Pin Me

Planning a Bubble Blowing Theme for Preschool

written by: Tania Cowling • edited by: Elizabeth Wistrom • updated: 6/6/2012

Giggles are guaranteed when young children play with bubbles. Read on for some preschool bubble activities and a lesson to use in your classroom.

  • slide 1 of 6

    thumbnail-2.aspx Prepare a preschool bubble day for your class. Take bubbles across the curriculum so that there will be activities to use both indoors and outside, this way the theme can be used yearlong. In the book, Gilberto and the Wind by Marie Hall Ets, a young boy and his playmate the wind, likes his soap bubbles. The wind carries his bubbles way up into the air for the sun to color and then blows them back down to the ground to make children laugh when they burst. Charm the children in your class, just like Gilberto with some intriguing activities below.

  • slide 2 of 6

    Bubble Blowing Activity

    The activity will teach the following concepts:

    • Bubbles are formed by blowing air into a liquid.
    • A bubble has a round shape.
    • When the bubble expands too much or touches a surface, it pops!

    Before blowing real bubbles, teach the children how to "blow out" and not suck in. This can be done by practicing blowing skills with a plastic straw and feeling the wind on their hands. Do the children know how to blow gently? Children will quickly learn that only gentle blowing will produce bubbles.

    Procedure

    Make some bubble solution in the classroom together. Mix 1 cup dishwashing soap with 6 cups of water in a large bowl. Add 1 tablespoon of glycerin (can be found in drugstores) to the solution which makes the bubbles stronger. It is best to blow bubbles outdoors, however if you plan to blow bubbles in the classroom cover the tables and floor with scrap paper or newspaper. Bubbles can be slippery, so use caution with the children.

    Easy bubble blowers can be made by cutting the top off any size of plastic soda or water bottle. Invite the children to dip the cut end into the solution and then blow a bubble by blowing through the small end. Using a plastic kitchen funnel is the same concept.

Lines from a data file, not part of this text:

use sha1::Sha1;
use sha2::{Digest, Sha256};

/// Length of a SHA-1 digest.
pub const SHA1_LEN: usize = 20;
/// Length of a SHA-256 digest.
pub const SHA256_LEN: usize = 32;

/// SHA-1(password ‖ salt), the SSHA construction.
pub fn ssha(password: &[u8], salt: &[u8]) -> [u8; SHA1_LEN] {
    let mut hasher = Sha1::new();
    hasher.update(password);
    hasher.update(salt);
    hasher.finalize().into()
}

/// SHA-256(password ‖ salt), the SSHA256 construction.
pub fn ssha256(password: &[u8], salt: &[u8]) -> [u8; SHA256_LEN] {
    let mut hasher = Sha256::new();
    hasher.update(password);
    hasher.update(salt);
    hasher.finalize().into()
}
//! Self-describing salted password hashes.
//!
//! A hash carries the schema that produced it, so it can be verified later
//! without any other state:
//!
//! ```text
//! {PBKDF2/24/20000/24/sha256}<base64(digest ‖ salt)>
//! {SSHA256/24}<base64(digest ‖ salt)>
//! {SSHA}<base64(digest ‖ salt)>
//! {PLAIN}<base64(password)>
//! ```

mod algorithm;
mod crypto;
mod error;
mod format;
mod schema;

pub use crate::algorithm::{Algorithm, AlgorithmId};
pub use crate::crypto::{Pbkdf2Params, Prf};
pub use crate::error::{HashError, Result};
pub use crate::format::{decode, encode, split_envelope};
pub use crate::schema::{DEFAULT_SCHEMA, Schema};

use tracing::debug;
use zeroize::Zeroizing;

/// Hashes `password` with the given schema string.
///
/// PBKDF2 derivation runs on tokio's blocking pool.
pub async fn create(password: impl AsRef<[u8]>, schema: &str) -> Result<String> {
    let schema = Schema::parse(schema)?;
    let algorithm = schema.algorithm();

    let payload = if algorithm.is_expensive() {
        let algorithm = algorithm.clone();
        let password = Zeroizing::new(password.as_ref().to_vec());
        tokio::task::spawn_blocking(move || algorithm.create(&password)).await??
    } else {
        algorithm.create(password.as_ref())?
    };

    debug!(algorithm = %schema.id(), "created hash");
    Ok(encode(&schema, &payload))
}

/// Hashes `password` with [`DEFAULT_SCHEMA`].
pub async fn create_default(password: impl AsRef<[u8]>) -> Result<String> {
    create(password, DEFAULT_SCHEMA).await
}

/// Checks `password` against an encoded hash.
///
/// Returns `Ok(false)` for a wrong password and an error for a hash that
/// cannot be parsed.
pub async fn verify(password: impl AsRef<[u8]>, encoded: &str) -> Result<bool> {
    let (schema, payload) = decode(encoded)?;

    let matched = if schema.algorithm().is_expensive() {
        let algorithm = schema.algorithm().clone();
        let password = Zeroizing::new(password.as_ref().to_vec());
        tokio::task::spawn_blocking(move || algorithm.verify(&password, &payload)).await??
    } else {
        schema.algorithm().verify(password.as_ref(), &payload)?
    };

    debug!(algorithm = %schema.id(), matched, "verified hash");
    Ok(matched)
}

/// Blocking counterpart of [`create`], for callers without a runtime.
pub fn create_blocking(password: impl AsRef<[u8]>, schema: &str) -> Result<String> {
    let schema = Schema::parse(schema)?;
    let payload = schema.algorithm().create(password.as_ref())?;
    Ok(encode(&schema, &payload))
}

/// Blocking counterpart of [`verify`].
pub fn verify_blocking(password: impl AsRef<[u8]>, encoded: &str) -> Result<bool> {
    let (schema, payload) = decode(encoded)?;
    schema.algorithm().verify(password.as_ref(), &payload)
}
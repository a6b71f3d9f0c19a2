//! Narrative summaries
//!
//! A local, template-based [`Narrator`] plus the fallback helper used when a
//! remote narrator is unavailable.

use decomposition_spi::{AnalysisSummary, NarrativeContext, Narrator, Result};
use tracing::warn;

/// Builds a summary from fixed templates. Never fails.
#[derive(Debug, Clone, Copy, Default)]
pub struct TemplateNarrator;

impl TemplateNarrator {
    pub fn new() -> Self {
        Self
    }

    pub fn summarize(&self, context: &NarrativeContext) -> AnalysisSummary {
        AnalysisSummary {
            interpretation: format!(
                "The asset currently shows a {} profile. Quantitative analysis confirms a slope of {:.4}. \
                 Manual analyst review is suggested as automated synthesis was unavailable.",
                context.direction.label().to_lowercase(),
                context.slope
            ),
            insights: vec![
                "Volatility exceeds historical norms.".to_string(),
                "Cyclical patterns show strong periodicity.".to_string(),
            ],
            recommendations: vec![
                "Maintain current position pending fundamental analysis.".to_string(),
                "Monitor residual variance for risk triggers.".to_string(),
            ],
        }
    }
}

impl Narrator for TemplateNarrator {
    fn narrate(&self, context: &NarrativeContext) -> Result<AnalysisSummary> {
        Ok(self.summarize(context))
    }
}

/// Ask `narrator` for a summary, falling back to [`TemplateNarrator`] on error.
pub fn narrate_or_fallback(narrator: &dyn Narrator, context: &NarrativeContext) -> AnalysisSummary {
    match narrator.narrate(context) {
        Ok(summary) => summary,
        Err(error) => {
            warn!(%error, "narrator failed, using templated summary");
            TemplateNarrator.summarize(context)
        }
    }
}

    At first, the children will chase and try to pop the bubbles. After letting them free play for a while, ask these questions:

    • Where do you think the bubbles will go if you don't pop them?
    • How far can bubbles go?
    • Can you see rainbow colors in the bubbles?

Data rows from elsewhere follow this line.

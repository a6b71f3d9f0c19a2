//! Combined analysis output

use crate::model::{AcfEntry, AnalysisSummary, DecompositionResult};
use serde::{Deserialize, Serialize};

/// Decomposition and autocorrelation profile of one series, plus an
/// optional narrative summary.
#[derive(Debug, Clone, PartialEq, Serialize, Deserialize)]
pub struct Analysis {
    pub decomposition: DecompositionResult,
    pub acf: Vec<AcfEntry>,
    #[serde(default, skip_serializing_if = "Option::is_none")]
    pub summary: Option<AnalysisSummary>,
}
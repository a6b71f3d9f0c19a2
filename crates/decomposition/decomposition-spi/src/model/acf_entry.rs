//! Autocorrelation entry model

use serde::{Deserialize, Serialize};

/// Sample autocorrelation at a single lag.
#[derive(Debug, Clone, Copy, PartialEq, Serialize, Deserialize)]
pub struct AcfEntry {
    /// Lag in observations
    pub lag: usize,
    /// Correlation in [-1, 1]; 0 for a flat series
    pub correlation: f64,
}

impl AcfEntry {
    pub fn new(lag: usize, correlation: f64) -> Self {
        Self { lag, correlation }
    }
}
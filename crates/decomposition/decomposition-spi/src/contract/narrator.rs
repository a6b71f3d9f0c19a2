//! Trait for narrative providers

use crate::error::Result;
use crate::model::{AnalysisSummary, NarrativeContext};

/// Turns the headline figures of an analysis into prose.
///
/// Providers backed by remote services may fail; callers are expected to
/// fall back to a local template rather than drop the numeric result.
pub trait Narrator: Send + Sync {
    fn narrate(&self, context: &NarrativeContext) -> Result<AnalysisSummary>;
}
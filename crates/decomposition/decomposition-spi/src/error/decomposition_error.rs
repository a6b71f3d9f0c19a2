//! Decomposition error types

use thiserror::Error;

/// Errors that can occur while analysing a time series
///
/// Degenerate numerics (flat series, zero-variance regressors) are not errors:
/// the kernels return documented fallback values instead.
#[derive(Error, Debug, Clone, PartialEq)]
pub enum DecompositionError {
    /// Too few observations for a meaningful decomposition
    #[error("Insufficient data: need at least {required} points, got {actual}")]
    InsufficientData { required: usize, actual: usize },

    /// Seasonal period outside the supported range
    #[error("Invalid period {0}: period must be at least 1")]
    InvalidPeriod(usize),

    /// Invalid configuration value
    #[error("Invalid parameter '{name}': {reason}")]
    InvalidParameter { name: String, reason: String },

    /// The narrative collaborator failed to produce a summary
    #[error("Narration failed: {0}")]
    Narration(String),
}
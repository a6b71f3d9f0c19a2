//! Decomposition Service Provider Interface
//!
//! Defines the data model, error type and traits shared by the classical
//! decomposition engine, the autocorrelation module and narrative providers.

pub mod contract;
pub mod error;
pub mod model;

// Re-export all public items at crate root for convenience
pub use contract::{Decomposer, Narrator};
pub use error::{DecompositionError, Result};
pub use model::{
    AcfEntry, Analysis, AnalysisSummary, DecompositionResult, LinearFit, NarrativeContext,
    Observation, TrendDirection,
};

    Rainbow colors happen when light is broken into different colors when it passes through water.

    Bubble Catch Game

    Children can develop motor skills, like eye/hand coordination, by playing "bubble catch." As the children play in pairs, one child blows a bubble and the other one catches it on a piece of cardboard. Then the children switch positions. Another fun movement activity is to "bubble dance." Play music in different tempos and invite the class to pretend they are round bubbles floating around the room. They can spin and jump up and 'pop'!

    Reinforce concepts while blowing bubbles using the words big, little, many, few, high and low. Ask questions like: Can you blow big bubbles? Little bubbles? Many bubbles? High bubbles? and so on.

  • slide 3 of 6

    Bubble Art

    Fill a container with bubble solution and a few drops of food coloring. Under your supervision, the children can use a straw and blow into the solution to create a cluster of bubbles. As the bubbles rise, place a sheet of white paper carefully on top. When the bubbles break they will leave an impression on the paper. Let each child have a turn to blow his bubbles and capture them on paper.thumbnail-3.aspx 

  • slide 4 of 6

    Sing a Song of Bubbles

    Teach the children this piggyback song to the tune of "Sing a Song of Sixpence."

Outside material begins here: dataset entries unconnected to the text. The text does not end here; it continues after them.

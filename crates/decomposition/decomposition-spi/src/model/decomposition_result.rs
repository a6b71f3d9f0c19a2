//! Decomposition result model

use crate::model::{LinearFit, TrendDirection};
use serde::{Deserialize, Serialize};

/// Result of a classical additive decomposition.
///
/// Every per-index vector is aligned with the input series and has the same
/// length. `trend` and `residual` are `None` inside the moving-average edge
/// gaps; `residual[i]` is `None` exactly where `trend[i]` is.
#[derive(Debug, Clone, PartialEq, Serialize, Deserialize)]
pub struct DecompositionResult {
    /// Input values
    pub original: Vec<f64>,
    /// Input timestamps
    pub timestamps: Vec<i64>,
    /// Centred moving-average trend
    pub trend: Vec<Option<f64>>,
    /// Seasonal component, defined at every index
    pub seasonal: Vec<f64>,
    /// `original - trend - seasonal` where the trend is defined
    pub residual: Vec<Option<f64>>,
    /// Centred per-phase seasonal figures, one per position in the period
    pub seasonal_profile: Vec<f64>,
    /// Period used for the decomposition
    pub period: usize,
    /// Slope of the OLS line fitted to the defined trend values
    pub slope: f64,
    /// Intercept of the OLS line fitted to the defined trend values
    pub intercept: f64,
    /// Goodness of fit of that line
    pub r_squared: f64,
}

impl DecompositionResult {
    /// Number of observations.
    pub fn len(&self) -> usize {
        self.original.len()
    }

    pub fn is_empty(&self) -> bool {
        self.original.is_empty()
    }

    /// The trend-line fit as a standalone value.
    pub fn trend_fit(&self) -> LinearFit {
        LinearFit::new(self.slope, self.intercept, self.r_squared)
    }

    /// Aggregate trend gain or loss over the whole series (`slope * n`).
    pub fn projected_delta(&self) -> f64 {
        self.slope * self.len() as f64
    }

    /// Direction of the fitted trend line.
    pub fn trend_direction(&self) -> TrendDirection {
        TrendDirection::from_slope(self.slope)
    }

    /// Number of indices with a defined trend value.
    pub fn defined_trend_count(&self) -> usize {
        self.trend.iter().filter(|t| t.is_some()).count()
    }

    /// `trend + seasonal + residual` at each index where all three exist.
    pub fn reconstruct(&self) -> Vec<Option<f64>> {
        self.trend
            .iter()
            .zip(&self.seasonal)
            .zip(&self.residual)
            .map(|((t, s), r)| match (t, r) {
                (Some(t), Some(r)) => Some(t + s + r),
                _ => None,
            })
            .collect()
    }
}
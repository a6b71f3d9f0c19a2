//! Statistics kernel
//!
//! Closed-form ordinary least squares over paired samples.

use decomposition_spi::LinearFit;

/// True when `value` is zero up to rounding relative to `scale`.
///
/// For differences of large sums such as `nΣx² − (Σx)²`, where cancellation
/// leaves an error linear in epsilon.
pub(crate) fn is_negligible(value: f64, scale: f64) -> bool {
    value.abs() <= f64::EPSILON * scale.abs().max(f64::MIN_POSITIVE) * 4.0
}

/// True when a mean squared deviation over `n` samples is indistinguishable
/// from zero for data of the given `magnitude` (mean absolute value).
///
/// A summed mean drifts by up to `n·ε·magnitude`, and deviations about it
/// carry that error squared.
pub(crate) fn is_flat(mean_square_deviation: f64, magnitude: f64, n: usize) -> bool {
    mean_square_deviation <= (f64::EPSILON * magnitude * n as f64).powi(2)
}

/// Arithmetic mean, 0 for an empty slice.
pub fn mean(values: &[f64]) -> f64 {
    if values.is_empty() {
        return 0.0;
    }
    values.iter().sum::<f64>() / values.len() as f64
}

/// Fit `y = intercept + slope * x` by ordinary least squares.
///
/// Degenerate inputs never yield NaN:
/// - empty input gives slope, intercept and R² of 0;
/// - identical `x` values give slope 0 and the mean of `y` as intercept;
/// - identical `y` values give R² of 0.
///
/// Only the common prefix of `x` and `y` is used.
pub fn linear_regression(x: &[f64], y: &[f64]) -> LinearFit {
    debug_assert_eq!(x.len(), y.len(), "regression inputs must be paired");
    let n = x.len().min(y.len());
    if n == 0 {
        return LinearFit::default();
    }
    let (x, y) = (&x[..n], &y[..n]);
    let nf = n as f64;

    let mut sum_x = 0.0;
    let mut sum_y = 0.0;
    let mut sum_xy = 0.0;
    let mut sum_xx = 0.0;
    let mut sum_abs_y = 0.0;
    for (&xi, &yi) in x.iter().zip(y) {
        sum_x += xi;
        sum_y += yi;
        sum_xy += xi * yi;
        sum_xx += xi * xi;
        sum_abs_y += yi.abs();
    }

    let denominator = nf * sum_xx - sum_x * sum_x;
    let slope = if is_negligible(denominator, nf * sum_xx) {
        0.0
    } else {
        (nf * sum_xy - sum_x * sum_y) / denominator
    };
    let intercept = (sum_y - slope * sum_x) / nf;

    let mean_y = sum_y / nf;
    let (ss_res, ss_tot) = x
        .iter()
        .zip(y)
        .fold((0.0, 0.0), |(res, tot), (&xi, &yi)| {
            let predicted = intercept + slope * xi;
            (res + (yi - predicted).powi(2), tot + (yi - mean_y).powi(2))
        });

    let r_squared = if is_flat(ss_tot / nf, sum_abs_y / nf, n) {
        0.0
    } else {
        1.0 - ss_res / ss_tot
    };

    LinearFit::new(slope, intercept, r_squared)
}
//! Analysis configuration types.

use crate::period::SeasonalPeriod;
use decomposition_core::{Analyzer, DEFAULT_MAX_LAG, DEFAULT_MIN_POINTS};
use decomposition_spi::{DecompositionError, Result};
use serde::{Deserialize, Serialize};

/// Configuration for one analysis run.
#[derive(Debug, Clone, PartialEq, Eq, Serialize, Deserialize)]
#[serde(default)]
pub struct AnalysisConfig {
    /// Seasonality period in observations
    pub period: usize,
    /// Largest autocorrelation lag reported
    pub max_lag: usize,
    /// Fewest observations accepted
    pub min_points: usize,
}

impl Default for AnalysisConfig {
    fn default() -> Self {
        Self {
            period: SeasonalPeriod::Fiscal.period(),
            max_lag: DEFAULT_MAX_LAG,
            min_points: DEFAULT_MIN_POINTS,
        }
    }
}

impl AnalysisConfig {
    /// Create a configuration with the given period and default limits.
    pub fn new(period: usize) -> Self {
        Self {
            period,
            ..Self::default()
        }
    }

    /// Create a configuration from a preset period.
    pub fn preset(period: SeasonalPeriod) -> Self {
        Self::new(period.period())
    }

    pub fn builder() -> AnalysisConfigBuilder {
        AnalysisConfigBuilder::new()
    }

    /// Check that every field is usable.
    pub fn validate(&self) -> Result<()> {
        if self.period == 0 {
            return Err(DecompositionError::InvalidPeriod(self.period));
        }
        if self.min_points == 0 {
            return Err(DecompositionError::InvalidParameter {
                name: "min_points".to_string(),
                reason: "must be at least 1".to_string(),
            });
        }
        Ok(())
    }

    /// Build an analyzer after validating.
    pub fn analyzer(&self) -> Result<Analyzer> {
        self.validate()?;
        Ok(Analyzer::new(self.period)
            .with_max_lag(self.max_lag)
            .with_min_points(self.min_points))
    }
}

/// Builder for AnalysisConfig.
#[derive(Debug, Default)]
pub struct AnalysisConfigBuilder {
    period: Option<usize>,
    max_lag: Option<usize>,
    min_points: Option<usize>,
}

impl AnalysisConfigBuilder {
    /// Create a new builder.
    pub fn new() -> Self {
        Self::default()
    }

    /// Set the period.
    pub fn period(mut self, period: usize) -> Self {
        self.period = Some(period);
        self
    }

    /// Set the period from a preset.
    pub fn seasonal_period(mut self, preset: SeasonalPeriod) -> Self {
        self.period = Some(preset.period());
        self
    }

    /// Set the largest autocorrelation lag.
    pub fn max_lag(mut self, max_lag: usize) -> Self {
        self.max_lag = Some(max_lag);
        self
    }

    /// Set the minimum series length.
    pub fn min_points(mut self, min_points: usize) -> Self {
        self.min_points = Some(min_points);
        self
    }

    /// Build and validate the configuration.
    pub fn build(self) -> Result<AnalysisConfig> {
        let defaults = AnalysisConfig::default();
        let config = AnalysisConfig {
            period: self.period.unwrap_or(defaults.period),
            max_lag: self.max_lag.unwrap_or(defaults.max_lag),
            min_points: self.min_points.unwrap_or(defaults.min_points),
        };
        config.validate()?;
        Ok(config)
    }
}
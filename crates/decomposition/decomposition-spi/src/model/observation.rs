//! Observation model

use serde::{Deserialize, Serialize};

/// A single (timestamp, value) point of a regularly spaced series.
///
/// Timestamps are opaque ordering keys (Unix seconds by convention); the
/// engine never inspects them beyond carrying them into the result.
#[derive(Debug, Clone, Copy, PartialEq, Serialize, Deserialize)]
pub struct Observation {
    /// Unix timestamp
    pub timestamp: i64,
    /// Observed value
    pub value: f64,
}

impl Observation {
    /// Create a new observation.
    pub fn new(timestamp: i64, value: f64) -> Self {
        Self { timestamp, value }
    }

    /// Build observations from bare values, using the index as timestamp.
    pub fn from_values(values: &[f64]) -> Vec<Self> {
        values
            .iter()
            .enumerate()
            .map(|(i, &value)| Self::new(i as i64, value))
            .collect()
    }
}

impl From<(i64, f64)> for Observation {
    fn from((timestamp, value): (i64, f64)) -> Self {
        Self::new(timestamp, value)
    }
}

    Sing a song of bubbles, floating in the air,

    Filled with lots of colors swirling here and there.

    I love blowing bubbles, I don't want to stop,

    What fun it is to catch one and watch it go POP, POP!

    Author Unknown, accessed 4/19/ 2010 from http://www.familytlc.net/issues/april2010/nature_2.html

  • slide 5 of 6

    Suggested Reading

    Pop! A Book About Bubbles by Kimberly Brubaker Bradley [Collins, 2001]

    Benny's Big Bubble by Jane O'Connor [Grosset & Dunlap, 1997]

    Bubble Trouble by Margaret Mahy [Clarion, 2009]thumbnail.aspx 

    Gilberto and the Wind by Marie Hall Ets

  • slide 6 of 6

    With this unit on preschool bubble activities and bubble theme for preschool you will be introducing science and the world of nature to your class. While you are all having fun, the children will be learning many new concepts.